Merchavia

CDx

Cleveland Diagnostics, Inc Cleveland Diagnostics, Inc. (CD’x) has  an innovative and proven diagnostic technology platform intended for the diagnosis of cancer in the early stages using blood tests. CD’x developing technology that focuses on protein biomarker structural changes that correlate with the presence of a disease. The company’s development portfolio of non-invasive cancer diagnostic tests includes blood-based tests to screen for prostate, breast and ovarian cancer. Tests are designed to enable early detection of cancer cells, allowing for early treatment and increased survival rates.

CD’x  strategy is to develop diagnostic products and cooperate with strategic players to market, commercialize and distribute the company’s products. The prostate cancer test is the company’s first test. This test is ready for commercialization. The company is currently dealings with several strategic entities to commercialize the test. 

CDX Investment Technology

Background​

Your DNA is essentially a set of instructions. It is made up of genes, which are the molecular unit of heredity. Therefore, genes decide your biological traits, such as eye color. Genetic switches determine which genes should be expressed. For example, a heart cell will express very different genes than a brain cell. When “turned on”, these genes are transcribed into single-stranded RNA. RNA is then translated into proteins, which play a variety of roles in the body, such as catalyzing reactions, replicating DNA, transporting molecules, and much more. Essentially – we all are just manifestation of proteins working together. Under certain physiological conditions such as stress or disease, a specific protein may be overexpressed or underexpressed. This is the current basis of a biomarker, which is a measurable protein whose altered expression indicates that an individual has a disease. However, in addition to changing the level of protein, diseases also modify the structure of proteins.
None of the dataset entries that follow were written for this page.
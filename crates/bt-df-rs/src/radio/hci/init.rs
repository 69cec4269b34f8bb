use super::{
    bit_fields::AdvSetFlags, commands, mnemonics, HciController, HciError, MAX_ADV_SETS, PARAMS,
};
use crate::{radio::prelude::BtStack, types::LeAddress};
use embedded_hal::{delay::DelayNs, digital::OutputPin};
use embedded_hal_nb::serial::{Read, Write};

impl<SER, DO, DELAY> BtStack for HciController<SER, DO, DELAY>
where
    SER: Read<u8> + Write<u8>,
    DO: OutputPin,
    DELAY: DelayNs,
{
    type StackErrorType = HciError<SER::Error, DO::Error>;

    /// Reset the controller with [`HciController::reset_pin`] and
    /// resolve the identity address.
    ///
    /// The controller's public address is used if it has one.
    /// Otherwise, the address given to [`HciController::with_static_address()`]
    /// is assigned to the controller as a random static address.
    fn enable(&mut self) -> Result<(), Self::StackErrorType> {
        self._identity = None;
        self._pending_sent.clear();
        self._sets = [AdvSetFlags::new(); MAX_ADV_SETS];

        self.reset_pin.set_low().map_err(HciError::Gpo)?;
        self._delay_impl.delay_ms(10);
        self.reset_pin.set_high().map_err(HciError::Gpo)?;
        self._delay_impl.delay_ms(self.boot_delay_ms);

        self.command(commands::RESET, 0)?;

        let len = self.command(commands::READ_BD_ADDR, 0)?;
        if len < 10 {
            return Err(HciError::BinaryCorruption);
        }
        let mut address = [0u8; 6];
        address.copy_from_slice(&self._buf[4..10]);
        let public = LeAddress::public(address);

        self._buf[PARAMS..PARAMS + 8].copy_from_slice(&mnemonics::LE_EVENT_MASK.to_le_bytes());
        self.command(commands::LE_SET_EVENT_MASK, 8)?;

        let identity = if !public.is_unassigned() {
            public
        } else if let Some(address) = self._static_address {
            self._buf[PARAMS..PARAMS + 6].copy_from_slice(&address);
            self.command(commands::LE_SET_RANDOM_ADDRESS, 6)?;
            LeAddress::random(address)
        } else {
            return Err(HciError::NoIdentity);
        };
        debug!("Identity address is {}", identity);
        self._identity = Some(identity);
        Ok(())
    }

    fn identity(&self) -> Option<LeAddress> {
        self._identity
    }
}
/// A module encapsulating the HCI command opcodes used by [`HciController`](struct@super::HciController).
///
/// An opcode is `(OGF << 10) | OCF`, sent in little-endian order.
pub mod commands {
    pub const RESET: u16 = 0x0C03;
    pub const READ_BD_ADDR: u16 = 0x1009;
    pub const LE_SET_EVENT_MASK: u16 = 0x2001;
    pub const LE_SET_RANDOM_ADDRESS: u16 = 0x2005;
    pub const LE_SET_ADV_SET_RANDOM_ADDRESS: u16 = 0x2035;
    pub const LE_SET_EXT_ADV_PARAMS: u16 = 0x2036;
    pub const LE_SET_EXT_ADV_DATA: u16 = 0x2037;
    pub const LE_SET_EXT_ADV_ENABLE: u16 = 0x2039;
    pub const LE_SET_PER_ADV_PARAMS: u16 = 0x203E;
    pub const LE_SET_PER_ADV_ENABLE: u16 = 0x2040;
    pub const LE_SET_CL_CTE_TX_PARAMS: u16 = 0x2051;
    pub const LE_SET_CL_CTE_TX_ENABLE: u16 = 0x2052;
}

/// A module encapsulating HCI event codes and LE meta sub-event codes.
pub mod events {
    pub const COMMAND_COMPLETE: u8 = 0x0E;
    pub const COMMAND_STATUS: u8 = 0x0F;
    pub const LE_META: u8 = 0x3E;
    pub const LE_ADV_SET_TERMINATED: u8 = 0x12;
}

/// A module encapsulating the H4 (UART) packet indicators.
pub(super) mod indicators {
    pub const COMMAND: u8 = 0x01;
    pub const EVENT: u8 = 0x04;
}

/// A module encapsulating protocol limits and field values.
pub(super) mod mnemonics {
    /// Default LE event mask plus the "Advertising Set Terminated" event (bit 17).
    pub const LE_EVENT_MASK: u64 = 0x0000_0000_0002_001F;
    /// Include TxPower in the extended header (extended & periodic advertising properties).
    pub const PROP_INCLUDE_TX_POWER: u16 = 1 << 6;
    /// Use all 3 primary advertising channels.
    pub const CHANNEL_MAP_ALL: u8 = 0x07;
    /// No preference of the controller's advertising TX power.
    pub const TX_POWER_NO_PREF: u8 = 0x7F;
    pub const PHY_1M: u8 = 0x01;
    /// Extended advertising data operation: complete data.
    pub const OP_COMPLETE: u8 = 0x03;
    /// Extended advertising data fragment preference: don't fragment.
    pub const FRAG_NONE: u8 = 0x01;
    /// Max advertising data length of a single (complete) operation.
    pub const MAX_ADV_DATA_LEN: usize = 251;
    pub const ADV_INTERVAL_MIN: u32 = 0x20;
    pub const ADV_INTERVAL_MAX: u32 = 0xFF_FFFF;
    pub const PER_ADV_INTERVAL_MIN: u16 = 0x0006;
    pub const MAX_SID: u8 = 0x0F;
    pub const CTE_LEN_MIN: u8 = 0x02;
    pub const CTE_LEN_MAX: u8 = 0x14;
    pub const CTE_COUNT_MIN: u8 = 0x01;
    pub const CTE_COUNT_MAX: u8 = 0x10;
    pub const ANT_IDS_MIN: usize = 0x02;
    pub const ANT_IDS_MAX: usize = 0x4B;
}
Prostate cancer is the biggest cause of mortality among US men after lung cancer. Each year, 1.7 million biopsies are carried out in the US, of which about 75% of biopsy tests are negative or low risk of cancer requiring intervention treatment. All this causes a burden to patients and unnecessary costs for the health system.

IsoPSA™ clinical status

IsoPSA™ is a structure-based (rather than concentration-based) reagent that agnostically interrogates the entire spectrum of structural changes of complex PSA. It does so by partitioning isoforms of prostate-specific antigen (PSA) with an aqueous two-phase solution.
The IsoPSA™ assay Multi-center clinical trial in the US, led by Dr. Eric Klein, head of the Glickman Urological & Kidney Institute at the Cleveland Clinic , medical center, who is considered a leading global expert in the field.

The trial itself and the extension trial, which included about 500 males, the IsoPSA test of CDx met both study objectives: The test was able to reduce by approximately 45% the rates of unnecessary biopsies when diagnosing cancer patients at all grades of the disease.

The trial proved that the IsoPSA test significantly better identifies patients with the potential for aggressive cancer needing treatment.

 The interim analysis of the study has been published in European Urology

Why IsoPSA™

Prostate-specific antigen, the current gold standard in prostate cancer detection, is distinct from virtually all other cancer biomarkers because of its almost exclusive specificity to the prostate, allowing direct assessment of physiological conditions in the gland with a simple blood test. Unfortunately, PSA is tissue- but not cancer-specific, and overdiagnosis and overtreatment of PSA-detected, biologically insignificant cancers are widely recognized as key limitations in its clinical utility.